Sung-Jea Ko (M'88-SM'97) received the Ph.D. degree in 1988 and the M.S. degree in 1986, both in Electrical and Computer Engineering, from State University of New York at Buffalo, and the B.S. degree in Electronic Engineering at Korea University in 1980. In 1992, he joined the Department of Electronic Engineering at Korea University where he is currently a Professor. From 1988 to 1992, he was an Assistant Professor of the Department of Electrical and Computer Engineering at the University of Michigan-Dearborn. From 1986 to 1988, he was a Research Assistant at State University of New York at Buffalo. From 1981 to 1983, he was with Daewoo Telecom where he was involved in research and development on data communication systems. He has published more than 200 papers in journals and conference proceedings. He also holds over 10 patents on data communication and video signal processing. He is currently a Senior Member in the IEEE, a Fellow in the IEE and a chairman of the Consumer Electronics chapter of IEEE Seoul Section. He has been the Special Sessions chair for the IEEE Asia Pacific Conference on Circuits and Systems (1996). He has served as an Associate Editor for Journal of the Institute of Electronics Engineers of Korea (IEEK) (1996), Journal of Broadcast Engineering (1996 - 1999), the Journal of the Korean Institute of Communication Sciences (KICS) (1997 - 2000).

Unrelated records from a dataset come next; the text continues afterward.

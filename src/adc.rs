//! Single conversions on ADC1, polled.
//!
//! The converter moves through `Configured -> Enabled <-> Disabled`; conversions can only be
//! started while it is enabled.

use crate::config;
use crate::device::{adc1, adc_common, gpioa, rcc};
use crate::num::Truncate;
use crate::panic::OptionalExt;
use crate::regs::{Bus, Word};
use crate::wait::{self, Deadline, Forever};
use core::marker::PhantomData;
use embedded_hal::adc::{Channel, OneShot};

/// Configured, never powered on.
pub struct Configured;
/// Powered on and stabilized; conversions may be started.
pub struct Enabled;
/// Powered off after having been enabled.
pub struct Disabled;

mod sealed {
    pub trait PoweredOff {}
    impl PoweredOff for super::Configured {}
    impl PoweredOff for super::Disabled {}
}

/// Marker for ADC1, used by the `embedded_hal` channel traits.
pub struct Adc1;

/// PA1 in analog mode (ADC1 channel 1)
pub struct Pa1;
/// PA4 in analog mode (ADC1 channel 4)
pub struct Pa4;

impl Channel<Adc1> for Pa1 {
    type ID = u8;

    fn channel() -> u8 {
        1
    }
}

impl Channel<Adc1> for Pa4 {
    type ID = u8;

    fn channel() -> u8 {
        4
    }
}

pub struct Adc<'a, B: Bus, S> {
    bus: &'a B,
    _state: PhantomData<S>,
}

impl<'a, B: Bus, S> Adc<'a, B, S> {
    fn into_state<T>(self) -> Adc<'a, B, T> {
        Adc {
            bus: self.bus,
            _state: PhantomData,
        }
    }
}

impl<'a, B: Bus> Adc<'a, B, Configured> {
    /// Set up ADC1 for 12-bit right-aligned conversions, and put PA1 and PA4 in analog mode.
    ///
    /// The sequence length and channel 4 sample time are configured for a two-channel scan,
    /// but only single conversions of the channel passed to [`Adc::start`] are ever performed.
    pub fn configure(bus: &'a B) -> Self {
        // Step 1: clocks
        bus.modify(rcc::APB2ENR, |w| w.set(rcc::apb2enr::ADC1EN));
        bus.modify(rcc::AHB1ENR, |w| w.set(rcc::ahb1enr::GPIOAEN));

        // Step 2: ADCCLK = PCLK2 / 4
        bus.modify(adc_common::CCR, |w| {
            w.with(adc_common::ccr::ADCPRE, adc_common::ccr::adcpre_bits(config::adc::CLK_DIV))
        });

        // Step 3: scan mode, 12-bit
        bus.write(adc1::CR1, Word::RESET.set(adc1::cr1::SCAN));
        bus.modify(adc1::CR1, |w| w.with(adc1::cr1::RES, adc1::cr1::RES_12BIT));

        // Step 4: continuous, EOC after each conversion, right aligned
        bus.modify(adc1::CR2, |w| {
            w.set(adc1::cr2::CONT)
                .set(adc1::cr2::EOCS)
                .clear(adc1::cr2::ALIGN)
        });

        // Step 5: sample time
        bus.modify(adc1::SMPR2, |w| {
            config::adc::SCAN_CHANNELS.iter().fold(w, |w, &ch| {
                w.with(adc1::smpr2::smp(ch), adc1::smpr2::SMP_3_CYCLES)
            })
        });

        // Step 6: sequence length
        bus.modify(adc1::SQR1, |w| w.with(adc1::sqr1::L, config::adc::SEQUENCE_LEN - 1));

        // Step 7: pins
        bus.modify(gpioa::MODER, |w| {
            config::adc::SCAN_CHANNELS.iter().fold(w, |w, &ch| {
                w.with(gpioa::moder::pin(ch), gpioa::moder::ANALOG)
            })
        });

        Self {
            bus,
            _state: PhantomData,
        }
    }
}

impl<'a, B: Bus, S: sealed::PoweredOff> Adc<'a, B, S> {
    /// Power on, then spin for a fixed number of iterations to let the analog side settle.
    pub fn enable(self) -> Adc<'a, B, Enabled> {
        self.bus.modify(adc1::CR2, |w| w.set(adc1::cr2::ADON));

        for _ in 0..config::adc::STABILIZATION_LOOPS {
            core::hint::spin_loop();
        }

        self.into_state()
    }
}

impl<'a, B: Bus> Adc<'a, B, Enabled> {
    /// Start a single regular conversion of `channel`.
    ///
    /// Panics if `channel` is above [`adc1::sqr3::MAX_CHANNEL`].
    pub fn start(&mut self, channel: u8) {
        assert!(
            channel <= adc1::sqr3::MAX_CHANNEL,
            "ADC1 has no channel {}",
            channel
        );
        self.bus
            .write(adc1::SQR3, Word::RESET.with(adc1::sqr3::SQ1, channel.into()));
        self.bus.write(adc1::SR, Word::RESET);
        self.bus.modify(adc1::CR2, |w| w.set(adc1::cr2::SWSTART));
    }

    pub fn wait_for_conversion(&mut self) {
        self.wait_for_conversion_within(&mut Forever).unwrap_infallible()
    }

    pub fn wait_for_conversion_within<D: Deadline>(&mut self, deadline: &mut D) -> Result<(), D::Error> {
        let bus = self.bus;
        wait::until(deadline, || bus.read(adc1::SR).is_set(adc1::sr::EOC))
    }

    /// The latest conversion result.
    ///
    /// Call [`Adc::wait_for_conversion`] first: before the conversion completes, this returns
    /// the previous result (or whatever is in flight).
    pub fn read_value(&mut self) -> u16 {
        let data = self.bus.read(adc1::DR).get(adc1::dr::DATA);
        (data & u32::from(config::adc::MAX_POSSIBLE_SAMPLE)).truncate()
    }

    /// Start a conversion, wait for it, and return the result.
    pub fn convert(&mut self, channel: u8) -> u16 {
        self.start(channel);
        self.wait_for_conversion();
        self.read_value()
    }

    pub fn disable(self) -> Adc<'a, B, Disabled> {
        self.bus.modify(adc1::CR2, |w| w.clear(adc1::cr2::ADON));
        self.into_state()
    }
}

impl<B: Bus, Pin> OneShot<Adc1, u16, Pin> for Adc<'_, B, Enabled>
where
    Pin: Channel<Adc1, ID = u8>,
{
    type Error = core::convert::Infallible;

    fn read(&mut self, _pin: &mut Pin) -> nb::Result<u16, Self::Error> {
        Ok(self.convert(Pin::channel()))
    }
}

He has been an editor of Journal of Communications and Networks (JCN) (1998 - 2000). He is the 1999 Recipient of the LG Research Award given to the Outstanding Information and Communication Researcher. He received the Hae-Dong best paper award from the IEEK (1997) and the best paper award from the IEEE Asia Pacific Conference on Circuits and Systems (1996).